Second, focusing on prosecuting the predicate offences of crimes against humanity disregards the crime’s fundamental notions and origin. Predicate offences such as murder, rape and grave wilful injury are ‘ordinary crimes’. Crimes against humanity are more serious international crimes in terms of gravity and harm, and carry unique contextual elements — such as the attack being widespread or systematic — which are not required for any of its predicate offences.
By criminalising such horrendous crimes, the international community tries to safeguard the world’s peace, security and wellbeing. The government’s role in prosecuting crimes against humanity is, therefore, to act not only on behalf of the victims but also the international community. This cannot be fulfilled when the offence is mischaracterised and prosecuted as an ordinary crime that carries purely national interests.
Contrary to Ethiopia’s promises, prosecuting crimes against humanity as ordinary crimes can hardly be different from the inability or unwillingness to prosecute. It could be seen as an attempt to shield perpetrators from justice, and doesn’t consider relevant rules on statutory limitations, immunities, superior orders and command responsibility.
Be that as it may, the call for prosecutors to focus on predicate offences is futile as several of them are unknown in Ethiopian law. Apartheid, torture, enforced disappearance, internal displacement, deportation, extermination and persecution are not criminalised as discrete offences.
The absence of crimes against humanity law in the country poses not just a hypothetical problem. It has practically led to the politicisation of violence and trials, says a senior prosecutor who talked to the Institute for Security Studies on condition of anonymity.

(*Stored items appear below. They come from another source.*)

//! Typed lookups on a parsed [`Config`].
//!
//! Every accessor comes in two flavours. The plain one (`int`, `string`, ...) returns a
//! [`LookupError`] the caller can handle. The `must_*` one takes an optional default and panics
//! when the lookup fails and no default was given; it is meant for settings a program cannot
//! start without.

use std::collections::BTreeSet;

use crate::Config;
use crate::error::{LookupError, LookupErrorKind};
use crate::section::{Shape, Value};

/// Conversion from a stored [`Value`] to a caller-facing type.
pub trait FromValue<'a>: Sized {
    fn from_value(value: &'a Value) -> Result<Self, LookupErrorKind>;
}

fn scalar(value: &Value) -> Result<&str, LookupErrorKind> {
    match value {
        Value::Scalar(text) => Ok(text),
        Value::Sequence(..) => Err(LookupErrorKind::WrongShape {
            expected: Shape::Scalar,
            found: Shape::Sequence,
        }),
    }
}

fn sequence(value: &Value) -> Result<&[String], LookupErrorKind> {
    match value {
        Value::Sequence(items) => Ok(items),
        Value::Scalar(..) => Err(LookupErrorKind::WrongShape {
            expected: Shape::Sequence,
            found: Shape::Scalar,
        }),
    }
}

fn parse_int(text: &str) -> Result<i64, LookupErrorKind> {
    text.parse::<i64>()
        .map_err(|source| LookupErrorKind::ConversionFailed {
            text: text.to_owned(),
            source,
        })
}

impl<'a> FromValue<'a> for &'a str {
    fn from_value(value: &'a Value) -> Result<Self, LookupErrorKind> {
        scalar(value)
    }
}

impl<'a> FromValue<'a> for String {
    fn from_value(value: &'a Value) -> Result<Self, LookupErrorKind> {
        scalar(value).map(str::to_owned)
    }
}

impl<'a> FromValue<'a> for i64 {
    fn from_value(value: &'a Value) -> Result<Self, LookupErrorKind> {
        scalar(value).and_then(parse_int)
    }
}

impl<'a> FromValue<'a> for bool {
    fn from_value(value: &'a Value) -> Result<Self, LookupErrorKind> {
        match scalar(value)? {
            "true" => Ok(true),
            "false" => Ok(false),
            text => Err(LookupErrorKind::NotBoolean {
                text: text.to_owned(),
            }),
        }
    }
}

impl<'a> FromValue<'a> for &'a [String] {
    fn from_value(value: &'a Value) -> Result<Self, LookupErrorKind> {
        sequence(value)
    }
}

impl<'a> FromValue<'a> for Vec<String> {
    fn from_value(value: &'a Value) -> Result<Self, LookupErrorKind> {
        sequence(value).map(<[String]>::to_vec)
    }
}

impl<'a> FromValue<'a> for Vec<i64> {
    fn from_value(value: &'a Value) -> Result<Self, LookupErrorKind> {
        sequence(value)?
            .iter()
            .map(|text| parse_int(text))
            .collect()
    }
}

impl Config {
    #[must_use]
    pub fn has_section(&self, name: &str) -> bool {
        self.section(name).is_some()
    }

    /// Names of the keys in section `name`.
    pub fn section_options(&self, name: &str) -> Result<BTreeSet<&str>, LookupError> {
        self.section(name)
            .map(|section| section.keys().collect())
            .ok_or_else(|| LookupError::section_missing(name))
    }

    /// Look up `key` in `section` and convert it to `T`.
    pub fn get<'a, T>(&'a self, section: &str, key: &str) -> Result<T, LookupError>
    where
        T: FromValue<'a>,
    {
        let value = self
            .section(section)
            .ok_or_else(|| LookupError::section_missing(section))?
            .get(key)
            .ok_or_else(|| LookupError::new(section, key, LookupErrorKind::KeyMissing))?;

        T::from_value(value).map_err(|kind| LookupError::new(section, key, kind))
    }

    pub fn int(&self, section: &str, key: &str) -> Result<i64, LookupError> {
        self.get(section, key)
    }

    pub fn string(&self, section: &str, key: &str) -> Result<&str, LookupError> {
        self.get(section, key)
    }

    /// Only the exact strings `true` and `false` are accepted.
    pub fn bool(&self, section: &str, key: &str) -> Result<bool, LookupError> {
        self.get(section, key)
    }

    pub fn array_int(&self, section: &str, key: &str) -> Result<Vec<i64>, LookupError> {
        self.get(section, key)
    }

    pub fn array_string(&self, section: &str, key: &str) -> Result<&[String], LookupError> {
        self.get(section, key)
    }

    /// Like [`get`](Self::get), but falls back to `default` on any lookup error.
    ///
    /// # Panics
    ///
    /// Panics if the lookup fails and `default` is `None`.
    #[track_caller]
    pub fn must<'a, T>(&'a self, section: &str, key: &str, default: impl Into<Option<T>>) -> T
    where
        T: FromValue<'a>,
    {
        match self.get(section, key) {
            Ok(value) => value,
            Err(err) => match default.into() {
                Some(default) => default,
                None => panic!("required configuration value unavailable: {err}"),
            },
        }
    }

    /// # Panics
    ///
    /// Panics if the lookup fails and `default` is `None`.
    #[track_caller]
    pub fn must_int(&self, section: &str, key: &str, default: impl Into<Option<i64>>) -> i64 {
        self.must(section, key, default)
    }

    /// # Panics
    ///
    /// Panics if the lookup fails and `default` is `None`.
    #[track_caller]
    pub fn must_string<'a>(
        &'a self,
        section: &str,
        key: &str,
        default: impl Into<Option<&'a str>>,
    ) -> &'a str {
        self.must(section, key, default)
    }

    /// # Panics
    ///
    /// Panics if the lookup fails and `default` is `None`.
    #[track_caller]
    pub fn must_bool(&self, section: &str, key: &str, default: impl Into<Option<bool>>) -> bool {
        self.must(section, key, default)
    }

    /// # Panics
    ///
    /// Panics if the lookup fails and `default` is `None`.
    #[track_caller]
    pub fn must_array_int(
        &self,
        section: &str,
        key: &str,
        default: impl Into<Option<Vec<i64>>>,
    ) -> Vec<i64> {
        self.must(section, key, default)
    }

    /// # Panics
    ///
    /// Panics if the lookup fails and `default` is `None`.
    #[track_caller]
    pub fn must_array_string(
        &self,
        section: &str,
        key: &str,
        default: impl Into<Option<Vec<String>>>,
    ) -> Vec<String> {
        self.must(section, key, default)
    }
}
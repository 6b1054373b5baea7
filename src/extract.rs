//! Isolating a JSON object inside free-form model output.
//!
//! Models often wrap the requested object in prose or code fences. This only
//! finds the first balanced `{...}` span; strict decoding happens afterwards.

use crate::error::{ParseEvalError, Result};

/// Return the first balanced `{...}` span in `text`.
///
/// Braces are counted without regard to JSON string literals, so a `}` inside
/// a quoted value closes the span early; the strict decode then rejects it.
pub fn extract_json_object(text: &str) -> Result<&str> {
    let mut start = None;
    let mut depth = 0usize;

    for (i, c) in text.char_indices() {
        match c {
            '{' => {
                if depth == 0 {
                    start = Some(i);
                }
                depth += 1;
            }
            '}' if depth > 0 => {
                depth -= 1;
                if depth == 0 {
                    if let Some(start) = start {
                        return Ok(&text[start..=i]);
                    }
                }
            }
            _ => {}
        }
    }

    Err(ParseEvalError::NoBalancedObject(preview(text)))
}

fn preview(text: &str) -> String {
    const MAX_CHARS: usize = 200;
    let mut out: String = text.chars().take(MAX_CHARS).collect();
    if text.chars().count() > MAX_CHARS {
        out.push_str("...");
    }
    out
}
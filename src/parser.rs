//! Turning a free-text query into validated parses, one per selected provider.

use crate::error::{ParseEvalError, Result};
use crate::extract::extract_json_object;
use crate::llm::ParseProducer;
use crate::persistence::ProviderParses;
use crate::provider::{Provider, ProviderSelection};
use crate::schema::ParsedQuery;
use std::time::Instant;
use tracing::{error, info};

/// Result of one parse request.
#[derive(Debug, Clone, PartialEq)]
pub struct ParseOutcome {
    /// Successful parses keyed by provider.
    pub response: ProviderParses,
    /// Wall time of the whole request in milliseconds.
    pub latency_ms: i64,
}

/// Ask one producer for a parse and check it against the schema.
pub async fn parse_with(
    producer: &dyn ParseProducer,
    system_prompt: &str,
    query: &str,
) -> Result<ParsedQuery> {
    let provider = producer.provider();
    let start = Instant::now();

    match produce(producer, system_prompt, query).await {
        Ok(parse) => {
            info!(
                provider = %provider,
                elapsed_ms = start.elapsed().as_millis() as u64,
                "parse succeeded"
            );
            Ok(parse)
        }
        Err(e) => {
            error!(provider = %provider, error = %e, "parse failed");
            Err(e)
        }
    }
}

async fn produce(
    producer: &dyn ParseProducer,
    system_prompt: &str,
    query: &str,
) -> Result<ParsedQuery> {
    let raw = producer.complete_json(system_prompt, query).await?;
    let json = extract_json_object(&raw)?;
    let parse = ParsedQuery::from_json_strict(json)?;
    parse.validate()?;
    Ok(parse)
}

/// Run the selected providers for `query`.
///
/// A single provider's failure is returned as is. With both selected the
/// calls run concurrently, a provider without a client counts as failed,
/// and the request only fails when neither produced a parse.
pub async fn run_parse(
    producers: &[Box<dyn ParseProducer>],
    selection: ProviderSelection,
    system_prompt: &str,
    query: &str,
) -> Result<ParseOutcome> {
    if query.trim().is_empty() {
        return Err(ParseEvalError::InvalidQuery("query is empty".to_string()));
    }

    let start = Instant::now();
    let mut response = ProviderParses::new();

    match selection.providers() {
        [provider] => {
            let parse = parse_for(producers, *provider, system_prompt, query).await?;
            response.insert(*provider, parse);
        }
        [first, second] => {
            let (a, b) = tokio::join!(
                parse_for(producers, *first, system_prompt, query),
                parse_for(producers, *second, system_prompt, query)
            );

            let mut failures = Vec::new();
            for (provider, result) in [(*first, a), (*second, b)] {
                match result {
                    Ok(parse) => {
                        response.insert(provider, parse);
                    }
                    Err(e) => failures.push(format!("{}: {}", provider, e)),
                }
            }

            if response.is_empty() {
                return Err(ParseEvalError::AllProvidersFailed(failures.join("; ")));
            }
        }
        _ => {
            return Err(ParseEvalError::Config(
                "provider selection is empty".to_string(),
            ));
        }
    }

    Ok(ParseOutcome {
        response,
        latency_ms: start.elapsed().as_millis() as i64,
    })
}

/// Parse with the producer for `provider`, if one was built.
async fn parse_for(
    producers: &[Box<dyn ParseProducer>],
    provider: Provider,
    system_prompt: &str,
    query: &str,
) -> Result<ParsedQuery> {
    match producers.iter().find(|p| p.provider() == provider) {
        Some(producer) => parse_with(producer.as_ref(), system_prompt, query).await,
        None => {
            error!(provider = %provider, "no client configured");
            Err(ParseEvalError::Config(format!(
                "no client configured for {}",
                provider
            )))
        }
    }
}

Temesgen Lapiso, a former director-general at the Ministry of Justice, concurs. He says that potential crimes against humanity cases have often been mischaracterised as crimes against the constitutional order and the state’s internal security. This includes violence and displacements against Amharas in the Benishangul-Gumuz region (2015), Oromos in the Ethiopian Somali region (2017), and Gedeos in Southern Ethiopia (2020).

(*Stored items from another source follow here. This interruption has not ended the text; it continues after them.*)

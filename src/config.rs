//! Configuration for the parse evaluator.
//!
//! Supports both environment variables and YAML config file.
//! Environment variables take precedence over config file values.

use crate::error::{ParseEvalError, Result};
use crate::persistence::{DEFAULT_GROUND_TRUTH_PATH, DEFAULT_RESULTS_PATH};
use crate::provider::Provider;
use serde::{Deserialize, Serialize};
use std::env;
use std::path::{Path, PathBuf};

/// Settings for one LLM provider.
#[derive(Debug, Clone, Serialize, Deserialize)]
pub struct LlmConfig {
    /// Base URL for the API (e.g., "https://api.openai.com/v1"). The
    /// version segment and, for Claude, the full messages URL are accepted.
    pub api_base: String,

    /// API key for authentication
    pub api_key: String,

    /// Model name (e.g., "gpt-5", "claude-sonnet-4-20250514")
    pub model: String,

    /// Response token cap; only the Messages API takes one
    #[serde(default = "default_max_tokens")]
    pub max_tokens: u32,

    /// Temperature for generation
    #[serde(default = "default_temperature")]
    pub temperature: f32,

    /// Per-request HTTP timeout in seconds
    #[serde(default = "default_timeout_secs")]
    pub timeout_secs: u64,
}

fn default_max_tokens() -> u32 {
    1000
}

fn default_temperature() -> f32 {
    0.0
}

fn default_timeout_secs() -> u64 {
    60
}

impl LlmConfig {
    /// Defaults for a provider's public endpoint, without a key.
    pub fn for_provider(provider: Provider) -> Self {
        let (api_base, model) = match provider {
            Provider::OpenAi => ("https://api.openai.com/v1", "gpt-5"),
            Provider::Claude => (
                "https://api.anthropic.com/v1/messages",
                "claude-sonnet-4-20250514",
            ),
        };
        Self {
            api_base: api_base.to_string(),
            api_key: String::new(),
            model: model.to_string(),
            max_tokens: default_max_tokens(),
            temperature: default_temperature(),
            timeout_secs: default_timeout_secs(),
        }
    }
}

/// Provider settings, one per known provider.
#[derive(Debug, Clone, Serialize, Deserialize)]
pub struct ProvidersConfig {
    pub openai: LlmConfig,
    pub claude: LlmConfig,
}

impl Default for ProvidersConfig {
    fn default() -> Self {
        Self {
            openai: LlmConfig::for_provider(Provider::OpenAi),
            claude: LlmConfig::for_provider(Provider::Claude),
        }
    }
}

/// Where the run log and ground truth live.
#[derive(Debug, Clone, Serialize, Deserialize)]
pub struct StorageConfig {
    pub results_path: PathBuf,
    pub ground_truth_path: PathBuf,
}

impl Default for StorageConfig {
    fn default() -> Self {
        Self {
            results_path: PathBuf::from(DEFAULT_RESULTS_PATH),
            ground_truth_path: PathBuf::from(DEFAULT_GROUND_TRUTH_PATH),
        }
    }
}

/// Optional files that override or extend the built-in system prompt.
#[derive(Debug, Clone, Serialize, Deserialize)]
pub struct PromptConfig {
    pub system_prompt_path: PathBuf,
    pub examples_path: PathBuf,
}

impl Default for PromptConfig {
    fn default() -> Self {
        Self {
            system_prompt_path: PathBuf::from("prompt/system.txt"),
            examples_path: PathBuf::from("prompt/examples.json"),
        }
    }
}

/// Full application configuration.
#[derive(Debug, Clone, Serialize, Deserialize, Default)]
pub struct Config {
    pub providers: ProvidersConfig,
    pub storage: StorageConfig,
    pub prompt: PromptConfig,
}

/// Configuration file structure (YAML format).
#[derive(Debug, Deserialize)]
struct ConfigFile {
    providers: Option<ProvidersFileSection>,
    storage: Option<StorageFileSection>,
    prompt: Option<PromptFileSection>,
}

#[derive(Debug, Deserialize)]
struct ProvidersFileSection {
    openai: Option<LlmFileSection>,
    claude: Option<LlmFileSection>,
}

#[derive(Debug, Deserialize)]
struct LlmFileSection {
    api_base: Option<String>,
    api_key: Option<String>,
    model: Option<String>,
    max_tokens: Option<u32>,
    temperature: Option<f32>,
    timeout_secs: Option<u64>,
}

#[derive(Debug, Deserialize)]
struct StorageFileSection {
    results_path: Option<PathBuf>,
    ground_truth_path: Option<PathBuf>,
}

#[derive(Debug, Deserialize)]
struct PromptFileSection {
    system_prompt_path: Option<PathBuf>,
    examples_path: Option<PathBuf>,
}

impl LlmFileSection {
    fn apply(self, llm: &mut LlmConfig) {
        if let Some(api_base) = self.api_base {
            llm.api_base = api_base;
        }
        if let Some(api_key) = self.api_key {
            llm.api_key = api_key;
        }
        if let Some(model) = self.model {
            llm.model = model;
        }
        if let Some(max_tokens) = self.max_tokens {
            llm.max_tokens = max_tokens;
        }
        if let Some(temperature) = self.temperature {
            llm.temperature = temperature;
        }
        if let Some(timeout_secs) = self.timeout_secs {
            llm.timeout_secs = timeout_secs;
        }
    }
}

impl Config {
    /// Load configuration from environment variables and optional config file.
    ///
    /// Priority (highest to lowest):
    /// 1. Environment variables (OPENAI_API_KEY, CLAUDE_API_KEY, PARSE_EVAL_RESULTS, ...)
    /// 2. Config file (~/.config/query-parse-eval/config.yaml)
    /// 3. Default values
    pub fn load() -> Result<Self> {
        let mut config = Config::default();

        // Try to load from config file first
        if let Some(config_path) = Self::config_file_path() {
            if config_path.exists() {
                config = Self::load_from_file(&config_path)?;
            }
        }

        config.apply_env();
        Ok(config)
    }

    /// Load configuration from a specific file path.
    pub fn load_from_file(path: &Path) -> Result<Self> {
        let content = std::fs::read_to_string(path).map_err(|e| ParseEvalError::io(path, e))?;
        Self::from_yaml(&content)
    }

    /// Parse a YAML document on top of the defaults.
    pub fn from_yaml(content: &str) -> Result<Self> {
        let file_config: ConfigFile = serde_yaml::from_str(content)
            .map_err(|e| ParseEvalError::Config(format!("Failed to parse config file: {}", e)))?;

        let mut config = Config::default();

        if let Some(providers) = file_config.providers {
            if let Some(openai) = providers.openai {
                openai.apply(&mut config.providers.openai);
            }
            if let Some(claude) = providers.claude {
                claude.apply(&mut config.providers.claude);
            }
        }

        if let Some(storage) = file_config.storage {
            if let Some(results_path) = storage.results_path {
                config.storage.results_path = results_path;
            }
            if let Some(ground_truth_path) = storage.ground_truth_path {
                config.storage.ground_truth_path = ground_truth_path;
            }
        }

        if let Some(prompt) = file_config.prompt {
            if let Some(system_prompt_path) = prompt.system_prompt_path {
                config.prompt.system_prompt_path = system_prompt_path;
            }
            if let Some(examples_path) = prompt.examples_path {
                config.prompt.examples_path = examples_path;
            }
        }

        Ok(config)
    }

    /// Override values from environment variables.
    fn apply_env(&mut self) {
        for (provider, prefix) in [(Provider::OpenAi, "OPENAI"), (Provider::Claude, "CLAUDE")] {
            let llm = self.llm_mut(provider);
            if let Ok(api_key) = env::var(format!("{}_API_KEY", prefix)) {
                llm.api_key = api_key;
            }
            if let Ok(api_base) = env::var(format!("{}_BASE_URL", prefix)) {
                llm.api_base = api_base;
            }
            if let Ok(model) = env::var(format!("{}_MODEL", prefix)) {
                llm.model = model;
            }
        }

        if let Ok(results_path) = env::var("PARSE_EVAL_RESULTS") {
            self.storage.results_path = PathBuf::from(results_path);
        }
        if let Ok(ground_truth_path) = env::var("PARSE_EVAL_GROUND_TRUTH") {
            self.storage.ground_truth_path = PathBuf::from(ground_truth_path);
        }
    }

    /// Get the default config file path.
    pub fn config_file_path() -> Option<PathBuf> {
        directories::ProjectDirs::from("", "", "query-parse-eval")
            .map(|dirs| dirs.config_dir().join("config.yaml"))
    }

    /// Settings for one provider.
    pub fn llm(&self, provider: Provider) -> &LlmConfig {
        match provider {
            Provider::OpenAi => &self.providers.openai,
            Provider::Claude => &self.providers.claude,
        }
    }

    fn llm_mut(&mut self, provider: Provider) -> &mut LlmConfig {
        match provider {
            Provider::OpenAi => &mut self.providers.openai,
            Provider::Claude => &mut self.providers.claude,
        }
    }

    /// Validate that a provider can be called.
    pub fn validate_provider(&self, provider: Provider) -> Result<()> {
        let llm = self.llm(provider);
        let prefix = provider.as_str().to_uppercase();

        if llm.api_key.is_empty() {
            return Err(ParseEvalError::Config(format!(
                "{} API key is required. Set {}_API_KEY environment variable or add to config file.",
                provider, prefix
            )));
        }

        if llm.api_base.is_empty() {
            return Err(ParseEvalError::Config(format!(
                "{} API base URL is required. Set {}_BASE_URL environment variable or add to config file.",
                provider, prefix
            )));
        }

        if llm.model.is_empty() {
            return Err(ParseEvalError::Config(format!(
                "{} model is required. Set {}_MODEL environment variable or add to config file.",
                provider, prefix
            )));
        }

        Ok(())
    }
}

Likewise, the crimes against humanity cases that Abiy acknowledged in 2018 were prosecuted as ordinary crimes. Former intelligence chief Getachew Assefa and several defendants were indicted for corruption and abuse of power.
Despite its commitments, Ethiopia won’t be able to uphold its promises unless its domestic law criminalises crimes against humanity. This could be done in a relatively straightforward legislative process, as it essentially involves adopting the crime’s international definitions. Assuming the political will existed, a draft by the Ministry of Justice could be approved by the Council of Ministers and sent to Parliament without delay.
By Tadesse Simie Metekia
Tadesse Simie Metekia, Senior Researcher, Enact Project, Institute for Security Studies (ISS) Addis Ababa.